Abstract

We present an algorithm for initiating 3-D tracks using range and azimuth (bearing) measurements from a 2-D radar on a moving platform. The work is motivated by the need to track possibly low-flying targets, e.g., cruise missiles, using reports from an aircraft-based surveillance radar. Previous work on this problem considered simple linear motion in a flat Earth coordinate frame. Our research extends this to a more realistic scenario where the Earth's curvature is also considered. The target is assumed to be moving along a great circle at a constant altitude. After the necessary coordinate transformations, the measurements are nonlinear functions of the target state and the observability of target altitude is severely limited.
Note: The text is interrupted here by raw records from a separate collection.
//! Traversal state for one compilation unit.

use crate::error::{Result, SprigError};
use crate::options::LowerOptions;
use crate::pattern::bound_names;
use crate::registry::FunctionRegistry;
use rhizome_sprig_ir::{Node, Position};
use std::collections::HashSet;
use std::path::{Path, PathBuf};

/// An active `loop`: the label `recur` jumps back to, its arity, and the
/// `recur` forms lowered against it so far.
#[derive(Debug, Clone, PartialEq, Eq)]
pub(crate) struct LoopFrame {
    pub name: String,
    pub arity: usize,
    pub recurs: usize,
    pub first_recur: Option<Position>,
}

impl LoopFrame {
    pub fn new(name: impl Into<String>, arity: usize) -> Self {
        Self {
            name: name.into(),
            arity,
            recurs: 0,
            first_recur: None,
        }
    }
}

/// Suspension points (`await`, `yield`) seen in a stretch of lowered code,
/// not counting nested functions.
#[derive(Debug, Clone, Copy, Default, PartialEq, Eq)]
pub(crate) struct Suspension {
    pub awaits: bool,
    pub yields: bool,
}

impl Suspension {
    pub fn union(self, other: Suspension) -> Self {
        Self {
            awaits: self.awaits || other.awaits,
            yields: self.yields || other.yields,
        }
    }
}

/// Owns everything a lowering pass mutates. Independent units each get
/// their own context and can be lowered on separate threads.
#[derive(Debug)]
pub struct LoweringContext {
    pub(crate) options: LowerOptions,
    pub(crate) registry: FunctionRegistry,
    context_dir: PathBuf,
    /// Enclosing expression wrappers since the innermost function body.
    pub(crate) iife_depth: usize,
    pub(crate) function_depth: usize,
    /// Set when the current function body needed the throw-based return.
    pub(crate) early_return: bool,
    /// Enclosing `loop` forms, innermost last.
    pub(crate) loops: Vec<LoopFrame>,
    /// Suspension points since the innermost wrapper or function body.
    pub(crate) suspension: Suspension,
    /// Names bound by enclosing parameters and local bindings, innermost
    /// last. A call through one of these never resolves against the
    /// registry.
    scopes: Vec<HashSet<String>>,
    gensym: usize,
}

impl LoweringContext {
    pub fn new(context_dir: impl Into<PathBuf>) -> Self {
        Self::with_options(context_dir, LowerOptions::default())
    }

    pub fn with_options(context_dir: impl Into<PathBuf>, options: LowerOptions) -> Self {
        Self {
            registry: FunctionRegistry::new(options.redefinition),
            options,
            context_dir: context_dir.into(),
            iife_depth: 0,
            function_depth: 0,
            early_return: false,
            loops: Vec::new(),
            suspension: Suspension::default(),
            scopes: Vec::new(),
            gensym: 0,
        }
    }

    pub fn options(&self) -> &LowerOptions {
        &self.options
    }

    pub fn registry(&self) -> &FunctionRegistry {
        &self.registry
    }

    /// Directory of the unit being lowered; relative imports resolve
    /// against it.
    pub fn context_dir(&self) -> &Path {
        &self.context_dir
    }

    /// A fresh name such as `loop_0`, unique within this context.
    pub(crate) fn gensym(&mut self, prefix: &str) -> String {
        let name = format!("{}_{}", prefix, self.gensym);
        self.gensym += 1;
        name
    }

    /// Run `f` one expression wrapper deeper. Also returns the suspension
    /// points `f` produced, which decide how the wrapper is invoked.
    pub(crate) fn in_expression<T>(
        &mut self,
        f: impl FnOnce(&mut Self) -> Result<T>,
    ) -> Result<(T, Suspension)> {
        self.iife_depth += 1;
        let result = self.tracking(f);
        self.iife_depth -= 1;
        result
    }

    /// Run `f` and report the suspension points it produced. They also stay
    /// visible to the enclosing tracker.
    pub(crate) fn tracking<T>(
        &mut self,
        f: impl FnOnce(&mut Self) -> Result<T>,
    ) -> Result<(T, Suspension)> {
        let saved = std::mem::take(&mut self.suspension);
        let result = f(self);
        let inner = self.suspension;
        self.suspension = saved.union(inner);
        result.map(|value| (value, inner))
    }

    /// Run `f` as a new function body. Returns whether the body used the
    /// throw-based early return, so the caller can install the unwrapping
    /// handler. State is restored on both success and failure.
    pub(crate) fn in_function<T>(
        &mut self,
        f: impl FnOnce(&mut Self) -> Result<T>,
    ) -> Result<(T, bool)> {
        let saved_depth = std::mem::replace(&mut self.iife_depth, 0);
        let saved_flag = std::mem::replace(&mut self.early_return, false);
        let saved_loops = std::mem::take(&mut self.loops);
        let saved_suspension = std::mem::take(&mut self.suspension);
        self.function_depth += 1;

        let result = f(self);
        let used_early_return = self.early_return;

        self.function_depth -= 1;
        self.suspension = saved_suspension;
        self.loops = saved_loops;
        self.early_return = saved_flag;
        self.iife_depth = saved_depth;

        result.map(|value| (value, used_early_return))
    }

    /// Run `f` as the body of a `loop`. Hands the frame back so the caller
    /// can see which `recur` forms were lowered against it.
    pub(crate) fn in_loop<T>(
        &mut self,
        frame: LoopFrame,
        f: impl FnOnce(&mut Self) -> Result<T>,
    ) -> Result<(T, LoopFrame)> {
        self.loops.push(frame);
        let result = f(self);
        let frame = self
            .loops
            .pop()
            .ok_or_else(|| SprigError::transform("loop stack underflow"));
        result.and_then(|value| frame.map(|frame| (value, frame)))
    }

    /// Run `f` inside a new lexical scope that starts with `names` bound.
    pub(crate) fn in_scope<T>(
        &mut self,
        names: impl IntoIterator<Item = String>,
        f: impl FnOnce(&mut Self) -> Result<T>,
    ) -> Result<T> {
        self.scopes.push(names.into_iter().collect());
        let result = f(self);
        self.scopes.pop();
        result
    }

    /// Record the names a lowered binding target introduces in the
    /// innermost scope. Top-level bindings are not tracked.
    pub(crate) fn bind(&mut self, target: &Node) {
        if let Some(scope) = self.scopes.last_mut() {
            scope.extend(bound_names(target).into_iter().map(str::to_string));
        }
    }

    /// Whether `name` refers to a local binding rather than a declared
    /// function.
    pub(crate) fn is_local(&self, name: &str) -> bool {
        self.scopes.iter().rev().any(|scope| scope.contains(name))
    }
}

#[cfg(test)]
mod tests {
    use super::*;

    #[test]
    fn test_gensym_is_unique() {
        let mut ctx = LoweringContext::new(".");
        assert_eq!(ctx.gensym("loop"), "loop_0");
        assert_eq!(ctx.gensym("loop"), "loop_1");
        assert_eq!(ctx.gensym("tmp"), "tmp_2");
    }

    #[test]
    fn test_function_scope_restores_state() {
        let mut ctx = LoweringContext::new(".");
        ctx.iife_depth = 3;
        ctx.suspension.awaits = true;
        let frame = LoopFrame::new("loop_0", 1);
        ctx.loops.push(frame.clone());

        let ((), used) = ctx
            .in_function(|c| {
                assert_eq!(c.iife_depth, 0);
                assert!(c.loops.is_empty());
                assert_eq!(c.suspension, Suspension::default());
                c.early_return = true;
                c.suspension.yields = true;
                Ok(())
            })
            .unwrap();

        assert!(used);
        assert!(!ctx.early_return);
        assert_eq!(ctx.iife_depth, 3);
        assert_eq!(ctx.loops, vec![frame]);
        assert_eq!(ctx.function_depth, 0);
        assert_eq!(ctx.suspension, Suspension { awaits: true, yields: false });
    }

    #[test]
    fn test_loop_body_hands_back_its_frame() {
        let mut ctx = LoweringContext::new(".");
        ctx.function_depth = 1;
        let ((), frame) = ctx
            .in_loop(LoopFrame::new("loop_0", 0), |c| {
                assert_eq!(c.function_depth, 1);
                assert_eq!(c.loops.len(), 1);
                if let Some(top) = c.loops.last_mut() {
                    top.recurs += 1;
                }
                Ok(())
            })
            .unwrap();
        assert!(ctx.loops.is_empty());
        assert_eq!(frame.recurs, 1);
    }

    #[test]
    fn test_wrapper_reports_inner_suspension() {
        let mut ctx = LoweringContext::new(".");
        let ((), outer) = ctx
            .tracking(|c| {
                let ((), inner) = c.in_expression(|c| {
                    assert_eq!(c.iife_depth, 1);
                    c.suspension.awaits = true;
                    Ok(())
                })?;
                assert!(inner.awaits && !inner.yields);
                let ((), quiet) = c.in_expression(|_| Ok(()))?;
                assert_eq!(quiet, Suspension::default());
                Ok(())
            })
            .unwrap();
        assert!(outer.awaits);
        assert_eq!(ctx.iife_depth, 0);
    }

    #[test]
    fn test_scopes_shadow_by_name() {
        let mut ctx = LoweringContext::new(".");
        ctx.bind(&Node::ident("top"));
        assert!(!ctx.is_local("top"));

        ctx.in_scope(vec!["f".to_string()], |c| {
            assert!(c.is_local("f"));
            c.in_scope(Vec::new(), |c| {
                c.bind(&Node::array_pattern(vec![Some(Node::ident("g")), None]));
                assert!(c.is_local("f") && c.is_local("g"));
                Ok(())
            })?;
            assert!(!c.is_local("g"));
            Ok(())
        })
        .unwrap();
        assert!(!ctx.is_local("f"));
    }

    #[test]
    fn test_state_restored_after_error() {
        let mut ctx = LoweringContext::new(".");
        let result = ctx.in_expression(|c| {
            c.in_function(|_| Err::<(), _>(SprigError::validation("boom")))
                .map(|_| ())
        });
        assert!(result.is_err());
        assert_eq!(ctx.iife_depth, 0);
        assert_eq!(ctx.function_depth, 0);
    }
}
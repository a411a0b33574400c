//! `let`, `const`, `var` and assignment.
//!
//! A symbol or a `vector`/`hash-map` pattern followed by one value is a
//! declaration. A plain list of name/value pairs, or a vector followed by
//! anything other than exactly one value, opens a block scope:
//!
//! ```text
//! (let x 1)                    const x = 1;
//! (let (vector a b) pair)      const [a, b] = pair;
//! (let (x 1 y 2) (+ x y))      { const x = 1; const y = 2; x + y; }
//! ```

use super::{binding_items, Form};
use crate::context::LoweringContext;
use crate::error::{Result, SprigError};
use crate::pattern::lower_pattern;
use rhizome_sprig_ir::{Node, NodeKind, VariableKind};
use rhizome_sprig_sexpr::{parse_pattern, SExp, SExpKind};

impl LoweringContext {
    pub(crate) fn lower_binding(&mut self, form: &Form<'_>, kind: VariableKind) -> Result<Node> {
        form.at_least(1)?;
        let target = &form.args[0];

        match &target.kind {
            SExpKind::Symbol(_) => match form.args {
                [_, value] => self.declaration(kind, target, Some(value)),
                [_] if kind == VariableKind::Let => self.declaration(kind, target, None),
                _ => form.exactly(2).map(|_| Node::undefined()),
            },
            SExpKind::List(_) if is_destructuring(target) && form.args.len() == 2 => {
                self.declaration(kind, target, Some(&form.args[1]))
            }
            SExpKind::List(_) => self.scoped_bindings(form, kind),
            SExpKind::Literal(_) => Err(form.invalid_at(
                target,
                format!("Invalid binding target in '{}': {}", form.name, target),
            )),
        }
    }

    fn declaration(&mut self, kind: VariableKind, target: &SExp, value: Option<&SExp>) -> Result<Node> {
        let id = self.lower_target(target)?;
        let init = value.map(|v| self.lower_expr(v)).transpose()?;
        self.bind(&id);
        Ok(Node::declare(kind, id, init))
    }

    fn scoped_bindings(&mut self, form: &Form<'_>, kind: VariableKind) -> Result<Node> {
        let target = &form.args[0];
        let pairs = binding_items(target).unwrap_or_default();
        if pairs.len() % 2 != 0 {
            return Err(form.invalid_at(
                target,
                format!("Invalid binding list in '{}': expected name/value pairs", form.name),
            ));
        }

        let body = self.in_scope(Vec::new(), |ctx| {
            let mut body = Vec::with_capacity(pairs.len() / 2 + form.args.len());
            for pair in pairs.chunks(2) {
                let decl = ctx.declaration(kind, &pair[0], Some(&pair[1]))?;
                body.push(decl.at(pair[0].position.clone()));
            }
            body.extend(ctx.lower_body(&form.args[1..])?);
            Ok(body)
        })?;
        Ok(Node::block(body).at(form.position()))
    }

    /// Lower a binding target through the pattern compiler.
    pub(crate) fn lower_target(&mut self, node: &SExp) -> Result<Node> {
        let pattern = parse_pattern(node)?;
        let mut transform = |expr: &SExp| self.lower_expr(expr);
        lower_pattern(&pattern, &mut transform)?.ok_or_else(|| {
            SprigError::validation(format!("Invalid binding target '{}'", node)).at(node.position.clone())
        })
    }

    pub(crate) fn lower_assign(&mut self, form: &Form<'_>) -> Result<Node> {
        form.exactly(2)?;
        let (target, value) = (&form.args[0], &form.args[1]);

        let target_node = if is_destructuring(target) {
            self.lower_target(target)?
        } else {
            self.lower_expr(target)?
        };
        if !matches!(
            target_node.kind,
            NodeKind::Identifier { .. }
                | NodeKind::Member { .. }
                | NodeKind::ArrayPattern(_)
                | NodeKind::ObjectPattern(_)
        ) {
            return Err(form.invalid_at(target, format!("Invalid assignment target: {}", target)));
        }

        let value = self.lower_expr(value)?;
        Ok(Node::assign(target_node, value))
    }
}

fn is_destructuring(node: &SExp) -> bool {
    ["vector", "hash-map", "empty-array", "empty-map"]
        .iter()
        .any(|head| node.is_form(head))
}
The observability, quantified by the Cramer-Rao lower bound (CRLB), is very sensitive to the sensor-to-target geometry. The paper presents a Maximum Likelihood (ML) estimator for estimating the target motion parameters in the Earth-centered Earth-fixed (ECEF) coordinate frame from 2-D range and angle measurements. In order to handle the possibility of false measurements and missed detections, which was not considered previously, we use the Probabilistic Data Association (PDA) algorithm to weight the detections in a frame. The PDA-based modified global likelihood is optimized using a numerical search. The accuracies obtained by the resulting ML-PDA estimator are quantified using the CRLB for different sensor-target configurations. It is shown that the proposed estimator is efficient, that is, it meets the CRLB. Of particular interest is the achievable accuracy for estimating the target altitude, which is not observed directly by the 2-D radar, but can be only inferred from the range and bearing observations.